Start of RECORDS TO USE

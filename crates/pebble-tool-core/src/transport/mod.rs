//! Transport selection.
//!
//! Commands that talk to a watch accept a mutually-exclusive group of
//! connection flags, each shadowed by an environment variable. The
//! [`TransportRegistry`] owns one handler per transport kind; explicit flags
//! are checked across every handler before any environment variable is
//! consulted, and with nothing selected the managed-emulator fallback
//! applies. Selection is a pure function of a [`SelectionInput`] snapshot,
//! so it can be tested without touching the process environment.

mod handlers;

pub use handlers::{
    CloudPebbleTransport, EmulatorTransport, PhoneTransport, QemuTransport, SerialTransport,
};

use crate::config::Platform;
use crate::emulator::EmulatorEndpoint;
use crate::{Result, ToolError};
use std::collections::BTreeMap;
use std::env;
use std::io::Write;

/// Pebble protocol endpoint for time messages.
const TIME_ENDPOINT: u16 = 11;

/// Everything transport selection depends on: the parsed connection flags
/// plus a snapshot of the relevant environment variables.
#[derive(Debug, Clone, Default)]
pub struct SelectionInput {
    /// `--serial <path>`.
    pub serial: Option<String>,
    /// `--phone <host[:port]>`.
    pub phone: Option<String>,
    /// `--qemu [<host:port>]`; the outer option is flag presence.
    pub qemu: Option<Option<String>>,
    /// `--cloudpebble`.
    pub cloudpebble: bool,
    /// `--emulator <platform>`.
    pub emulator: Option<Platform>,
    /// `--sdk <version>`, only meaningful with `--emulator`.
    pub sdk_version: Option<String>,
    /// Snapshot of the relevant environment variables.
    pub env: BTreeMap<String, String>,
}

impl SelectionInput {
    /// Snapshot the given environment variables from the real environment.
    pub fn with_env_snapshot(mut self, keys: &[&str]) -> Self {
        for key in keys {
            if let Ok(value) = env::var(key) {
                if !value.is_empty() {
                    self.env.insert(key.to_string(), value);
                }
            }
        }
        self
    }

    /// Inject an environment value directly (tests).
    pub fn with_env(mut self, key: &str, value: &str) -> Self {
        self.env.insert(key.to_string(), value.to_string());
        self
    }

    pub(crate) fn env(&self, key: &str) -> Option<&str> {
        self.env.get(key).map(String::as_str)
    }
}

/// Where the bytes go once connected.
#[derive(Debug)]
pub enum ConnectionStream {
    Tcp(std::net::TcpStream),
    Serial(std::fs::File),
    #[cfg(test)]
    Mem(Vec<u8>),
}

/// An established watch connection.
#[derive(Debug)]
pub struct Connection {
    transport: &'static str,
    endpoint: String,
    /// Set for managed-emulator connections; gates the time push.
    platform: Option<Platform>,
    stream: ConnectionStream,
}

impl Connection {
    pub(crate) fn new(
        transport: &'static str,
        endpoint: impl Into<String>,
        stream: ConnectionStream,
    ) -> Self {
        Self {
            transport,
            endpoint: endpoint.into(),
            platform: None,
            stream,
        }
    }

    pub(crate) fn with_platform(mut self, platform: Platform) -> Self {
        self.platform = Some(platform);
        self
    }

    pub fn transport(&self) -> &'static str {
        self.transport
    }

    pub fn endpoint(&self) -> &str {
        &self.endpoint
    }

    pub fn platform(&self) -> Option<Platform> {
        self.platform
    }

    /// Send one framed message: payload length and protocol endpoint as
    /// big-endian u16s, then the payload.
    pub fn send_packet(&mut self, endpoint: u16, payload: &[u8]) -> Result<()> {
        let mut frame = Vec::with_capacity(4 + payload.len());
        frame.extend_from_slice(&(payload.len() as u16).to_be_bytes());
        frame.extend_from_slice(&endpoint.to_be_bytes());
        frame.extend_from_slice(payload);
        match &mut self.stream {
            ConnectionStream::Tcp(stream) => stream.write_all(&frame)?,
            ConnectionStream::Serial(file) => file.write_all(&frame)?,
            #[cfg(test)]
            ConnectionStream::Mem(buffer) => buffer.extend_from_slice(&frame),
        }
        Ok(())
    }

    /// Push the host's current time and UTC offset to the watch. Aplite
    /// firmware predates the set-UTC message and is skipped.
    pub fn push_current_time(&mut self) -> Result<()> {
        if self.platform == Some(Platform::Aplite) {
            return Ok(());
        }
        let payload = time_payload(chrono::Local::now());
        self.send_packet(TIME_ENDPOINT, &payload)
    }
}

/// Set-UTC time message: command byte, unix timestamp, UTC offset in
/// minutes, then a length-prefixed zone name.
fn time_payload(now: chrono::DateTime<chrono::Local>) -> Vec<u8> {
    use chrono::Offset;
    let offset_minutes = (now.offset().fix().local_minus_utc() / 60) as i16;
    let zone = format!("UTC{}", now.offset());
    let mut payload = Vec::new();
    payload.push(0x03);
    payload.extend_from_slice(&(now.timestamp() as u32).to_be_bytes());
    payload.extend_from_slice(&offset_minutes.to_be_bytes());
    payload.push(zone.len() as u8);
    payload.extend_from_slice(zone.as_bytes());
    payload
}

/// One transport kind the tool can connect over.
pub trait TransportHandler {
    /// Flag/handler name, e.g. `qemu`.
    fn name(&self) -> &'static str;
    /// Whether the explicit flag selects this transport.
    fn flag_selected(&self, input: &SelectionInput) -> bool;
    /// Whether the handler's environment variable selects it. Only consulted
    /// once no handler's flag matched.
    fn env_selected(&self, input: &SelectionInput) -> bool;
    fn connect(&self, input: &SelectionInput) -> Result<Connection>;
    /// Runs once after a successful connect.
    fn post_connect(&self, _input: &SelectionInput, _connection: &mut Connection) -> Result<()> {
        Ok(())
    }
}

/// The fixed set of transports, probed in this order on each selection pass.
pub struct TransportRegistry {
    handlers: Vec<Box<dyn TransportHandler>>,
}

impl TransportRegistry {
    pub fn new() -> Self {
        Self {
            handlers: vec![
                Box::new(PhoneTransport),
                Box::new(QemuTransport),
                Box::new(EmulatorTransport),
                Box::new(CloudPebbleTransport),
                Box::new(SerialTransport),
            ],
        }
    }

    pub fn handlers(&self) -> impl Iterator<Item = &dyn TransportHandler> {
        self.handlers.iter().map(Box::as_ref)
    }

    /// The selected handler, optionally restricted to the transports a
    /// command supports. Explicit flags win over environment variables
    /// regardless of handler order: all flags are checked first, then the
    /// environment pass runs in the same order.
    pub fn selected(
        &self,
        input: &SelectionInput,
        allowed: Option<&[&str]>,
    ) -> Option<&dyn TransportHandler> {
        let permitted = |h: &&dyn TransportHandler| {
            allowed.map_or(true, |names| names.contains(&h.name()))
        };
        self.handlers()
            .filter(permitted)
            .find(|h| h.flag_selected(input))
            .or_else(|| {
                self.handlers()
                    .filter(permitted)
                    .find(|h| h.env_selected(input))
            })
    }

    /// Resolve, connect and run post-connect in one step. With nothing
    /// selected, falls back to the single fully-live managed emulator
    /// (provided the command allows the emulator transport at all); the
    /// caller supplies the live list so this stays a function of its inputs.
    pub fn connect(
        &self,
        input: &SelectionInput,
        allowed: Option<&[&str]>,
        running: impl FnOnce() -> Result<Vec<EmulatorEndpoint>>,
    ) -> Result<Connection> {
        let (handler, input) = match self.selected(input, allowed) {
            Some(handler) => (handler, input.clone()),
            None => {
                if !allowed.map_or(true, |names| names.contains(&"emulator")) {
                    return Err(ToolError::NoConnection);
                }
                let endpoint = sole_running_emulator(running()?)?;
                let fallback = SelectionInput {
                    emulator: Some(endpoint.platform),
                    sdk_version: Some(endpoint.version.clone()),
                    ..input.clone()
                };
                let handler = self
                    .handlers()
                    .find(|h| h.name() == "emulator")
                    .ok_or(ToolError::NoConnection)?;
                (handler, fallback)
            }
        };
        let mut connection = handler.connect(&input)?;
        handler.post_connect(&input, &mut connection)?;
        Ok(connection)
    }
}

impl Default for TransportRegistry {
    fn default() -> Self {
        Self::new()
    }
}

/// The implicit target when no transport is selected: exactly one fully-live
/// managed emulator.
pub fn sole_running_emulator(running: Vec<EmulatorEndpoint>) -> Result<EmulatorEndpoint> {
    let mut running = running;
    match running.len() {
        0 => Err(ToolError::NoConnection),
        1 => Ok(running.remove(0)),
        _ => {
            let names = running
                .iter()
                .map(|e| format!("{} (SDK {})", e.platform, e.version))
                .collect::<Vec<_>>()
                .join(", ");
            Err(ToolError::AmbiguousEmulators { running: names })
        }
    }
}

End of RECORDS TO USE

### WHAT YOU NEED TO DO
What you give back should be only the lines of the records above, starting at the line with "parsed connection flags" and ending at the line with "pub fn with_env(mut", restated word for word.

### EXPECTED OUTPUT
/// Everything transport selection depends on: the parsed connection flags
/// plus a snapshot of the relevant environment variables.
#[derive(Debug, Clone, Default)]
pub struct SelectionInput {
    /// `--serial <path>`.
    pub serial: Option<String>,
    /// `--phone <host[:port]>`.
    pub phone: Option<String>,
    /// `--qemu [<host:port>]`; the outer option is flag presence.
    pub qemu: Option<Option<String>>,
    /// `--cloudpebble`.
    pub cloudpebble: bool,
    /// `--emulator <platform>`.
    pub emulator: Option<Platform>,
    /// `--sdk <version>`, only meaningful with `--emulator`.
    pub sdk_version: Option<String>,
    /// Snapshot of the relevant environment variables.
    pub env: BTreeMap<String, String>,
}

impl SelectionInput {
    /// Snapshot the given environment variables from the real environment.
    pub fn with_env_snapshot(mut self, keys: &[&str]) -> Self {
        for key in keys {
            if let Ok(value) = env::var(key) {
                if !value.is_empty() {
                    self.env.insert(key.to_string(), value);
                }
            }
        }
        self
    }

    /// Inject an environment value directly (tests).
    pub fn with_env(mut self, key: &str, value: &str) -> Self {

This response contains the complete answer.